------ Information shown

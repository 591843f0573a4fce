//! Simulation context passed into every device call.
//!
//! Holds the solution vectors, the device state vector and its accepted
//! history, the analysis mode and initialization phase, integration
//! coefficients and the non-convergence counter. Analysis drivers and the
//! Newton driver mutate it; devices read it and append to `rhs`,
//! `state0` and `noncon`.

use crate::history::TimeList;
use crate::options::{IntegrationMethod, SimOptions};
use crate::stats::Stats;
use num_complex::Complex64;

/// Which analysis is driving the device loads.
#[derive(Debug, Clone, Copy, PartialEq, Eq)]
pub enum AnalysisMode {
    /// Standalone DC operating point.
    DcOp,
    /// Operating point that seeds a transient run.
    TranOp,
    /// One point of a DC transfer sweep.
    DcSweep,
    Transient,
    Ac,
    PoleZero,
}

impl AnalysisMode {
    /// Reactive elements are open (capacitors) or shorted (inductors).
    pub fn is_dc(self) -> bool {
        matches!(self, AnalysisMode::DcOp | AnalysisMode::TranOp | AnalysisMode::DcSweep)
    }
}

/// Newton initialization phase.
#[derive(Debug, Clone, Copy, PartialEq, Eq)]
pub enum InitPhase {
    /// Junctions start at their critical voltages.
    Junction,
    /// Devices flagged `off` are held off for one more round.
    Fix,
    /// Normal iteration from the previous iterate.
    Float,
    /// First time point of a transient run.
    Transient,
    /// Later time points: device voltages are extrapolated from history.
    Predict,
    /// Operating point is final; devices record small-signal parameters.
    SmallSignal,
}

/// Whether an unknown is a node voltage or a branch current.
#[derive(Debug, Clone, Copy, PartialEq, Eq)]
pub enum UnknownKind {
    Voltage,
    Current,
}

/// Truncation-error factors of the trapezoidal rule, by order.
const TRAP_COEFF: [f64; 2] = [0.5, 1.0 / 12.0];
/// Truncation-error factor of backward Euler.
const EULER_COEFF: f64 = 0.5;

#[derive(Debug)]
pub struct SimContext {
    pub options: SimOptions,
    pub mode: AnalysisMode,
    pub phase: InitPhase,
    /// Use initial conditions instead of an operating point.
    pub uic: bool,
    /// Right-hand side under assembly; holds the new iterate after a solve.
    pub rhs: Vec<f64>,
    /// Previous iterate. Devices read terminal voltages from here.
    pub rhs_old: Vec<f64>,
    /// Complex excitation for AC and pole-zero solves.
    pub ac_rhs: Vec<Complex64>,
    /// Device state at the point being solved.
    pub state0: Vec<f64>,
    /// Accepted states, newest first.
    pub history: TimeList<Vec<f64>>,
    pub time: f64,
    /// Step from the last accepted point to `time`.
    pub delta: f64,
    pub order: usize,
    pub method: IntegrationMethod,
    /// Integration coefficients; `ag[0]` multiplies the present charge.
    pub ag: [f64; 2],
    pub omega: f64,
    /// Independent source scale factor for source stepping.
    pub src_fact: f64,
    /// Extra conductance to ground on every node during gmin stepping.
    pub diag_gmin: f64,
    /// Non-convergence count for the current iteration.
    pub noncon: usize,
    pub stats: Stats,
    kinds: Vec<UnknownKind>,
}

impl SimContext {
    pub fn new(options: SimOptions) -> Self {
        let method = options.method;
        Self {
            options,
            mode: AnalysisMode::DcOp,
            phase: InitPhase::Junction,
            uic: false,
            rhs: vec![0.0],
            rhs_old: vec![0.0],
            ac_rhs: vec![Complex64::new(0.0, 0.0)],
            state0: Vec::new(),
            history: TimeList::new(),
            time: 0.0,
            delta: 0.0,
            order: 1,
            method,
            ag: [0.0; 2],
            omega: 0.0,
            src_fact: 1.0,
            diag_gmin: 0.0,
            noncon: 0,
            stats: Stats::new(),
            kinds: vec![UnknownKind::Voltage],
        }
    }

    /// Size the vectors for the elaborated circuit. `kinds[0]` is ground.
    pub fn allocate(&mut self, kinds: Vec<UnknownKind>, num_states: usize) {
        let n = kinds.len();
        self.kinds = kinds;
        self.rhs = vec![0.0; n];
        self.rhs_old = vec![0.0; n];
        self.ac_rhs = vec![Complex64::new(0.0, 0.0); n];
        self.state0 = vec![0.0; num_states];
        self.history.clear();
    }

    /// Number of unknowns, ground excluded.
    pub fn num_unknowns(&self) -> usize {
        self.kinds.len() - 1
    }

    pub fn unknown_kind(&self, index: usize) -> UnknownKind {
        self.kinds[index]
    }

    /// Voltage of `node` in the previous iterate.
    #[inline]
    pub fn voltage(&self, node: usize) -> f64 {
        self.rhs_old[node]
    }

    /// State vector of the `k`-th point back: `0` is the point being
    /// solved, `1` the last accepted point. Falls back to the oldest
    /// available vector when the history is shorter.
    pub fn state(&self, k: usize) -> &[f64] {
        if k == 0 {
            return &self.state0;
        }
        match self.history.nth(k - 1) {
            Some((_, s)) => s,
            None => self
                .history
                .tail()
                .map(|(_, s)| s.as_slice())
                .unwrap_or(&self.state0),
        }
    }

    /// Mutable last accepted state, used on the first transient step to
    /// seed the companion-model history.
    pub fn state1_mut(&mut self) -> &mut [f64] {
        match self.history.head_mut() {
            Some(s) => s,
            None => &mut self.state0,
        }
    }

    /// Linear extrapolation of state slot `slot` to the present time point.
    pub fn predict(&self, slot: usize) -> f64 {
        let s1 = self.state(1)[slot];
        let s2 = self.state(2)[slot];
        let xfact = match self.delta_old(1) {
            Some(d) if d > 0.0 => self.delta / d,
            _ => 0.0,
        };
        (1.0 + xfact) * s1 - xfact * s2
    }

    /// `i`-th past step: `0` is the current step, `1` the step that
    /// produced the last accepted point.
    pub fn delta_old(&self, i: usize) -> Option<f64> {
        if i == 0 {
            return Some(self.delta);
        }
        let mut times = self.history.iter().map(|(t, _)| t).skip(i - 1);
        let newer = times.next()?;
        let older = times.next()?;
        Some(newer - older)
    }

    /// Set `ag` for the current method, order and step.
    pub fn compute_coefficients(&mut self) {
        let h = self.delta;
        self.ag = match (self.method, self.order) {
            (IntegrationMethod::Trap, 2) => [2.0 / h, 1.0],
            _ => [1.0 / h, -1.0 / h],
        };
    }

    /// Companion model of a charge stored at `state0[qcap]`.
    ///
    /// Writes the capacitor current into `state0[qcap + 1]` and returns
    /// `(geq, ceq)` such that the branch current is `geq * v + ceq`.
    pub fn integrate(&mut self, qcap: usize, cap: f64) -> (f64, f64) {
        let q0 = self.state0[qcap];
        let (q1, i1) = {
            let s1 = self.state(1);
            (s1[qcap], s1[qcap + 1])
        };
        let current = match (self.method, self.order) {
            (IntegrationMethod::Trap, 2) => -i1 * self.ag[1] + self.ag[0] * (q0 - q1),
            _ => self.ag[0] * (q0 - q1),
        };
        self.state0[qcap + 1] = current;
        (self.ag[0] * cap, current - self.ag[0] * q0)
    }

    /// Largest step the local truncation error of the charge at
    /// `state0[qcap]` allows, or infinity when the history is too short.
    pub fn truncation_step(&self, qcap: usize) -> f64 {
        let order = self.order;
        let points = order + 2;
        let mut diff = Vec::with_capacity(points);
        diff.push(self.state0[qcap]);
        diff.extend(self.history.iter().take(points - 1).map(|(_, s)| s[qcap]));
        if diff.len() < points {
            return f64::INFINITY;
        }
        let delta_old: Option<Vec<f64>> = (0..=order).map(|i| self.delta_old(i)).collect();
        let Some(delta_old) = delta_old else {
            return f64::INFINITY;
        };

        let s1 = self.state(1);
        let opts = &self.options;
        let volttol = opts.abstol
            + opts.reltol * self.state0[qcap + 1].abs().max(s1[qcap + 1].abs());
        let chargetol = opts.reltol
            * self.state0[qcap].abs().max(s1[qcap].abs()).max(opts.chgtol)
            / self.delta;
        let tol = volttol.max(chargetol);

        // Divided differences over `order + 2` points.
        let mut span = delta_old.clone();
        let mut j = order as isize;
        loop {
            for i in 0..=(j as usize) {
                diff[i] = (diff[i] - diff[i + 1]) / span[i];
            }
            j -= 1;
            if j < 0 {
                break;
            }
            for i in 0..=(j as usize) {
                span[i] = span[i + 1] + delta_old[i];
            }
        }

        let factor = match self.method {
            IntegrationMethod::Trap => TRAP_COEFF[order.clamp(1, 2) - 1],
            IntegrationMethod::Euler => EULER_COEFF,
        };
        let del = opts.trtol * tol / opts.abstol.max(factor * diff[0].abs());
        match order {
            1 => del,
            2 => del.sqrt(),
            n => (del.ln() / n as f64).exp(),
        }
    }
}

------------

From the line containing "let factor = match" through the last line of the entries above, print every line exactly, including both ends, and nothing else.

*Task answer:*
        let factor = match self.method {
            IntegrationMethod::Trap => TRAP_COEFF[order.clamp(1, 2) - 1],
            IntegrationMethod::Euler => EULER_COEFF,
        };
        let del = opts.trtol * tol / opts.abstol.max(factor * diff[0].abs());
        match order {
            1 => del,
            2 => del.sqrt(),
            n => (del.ln() / n as f64).exp(),
        }
    }
}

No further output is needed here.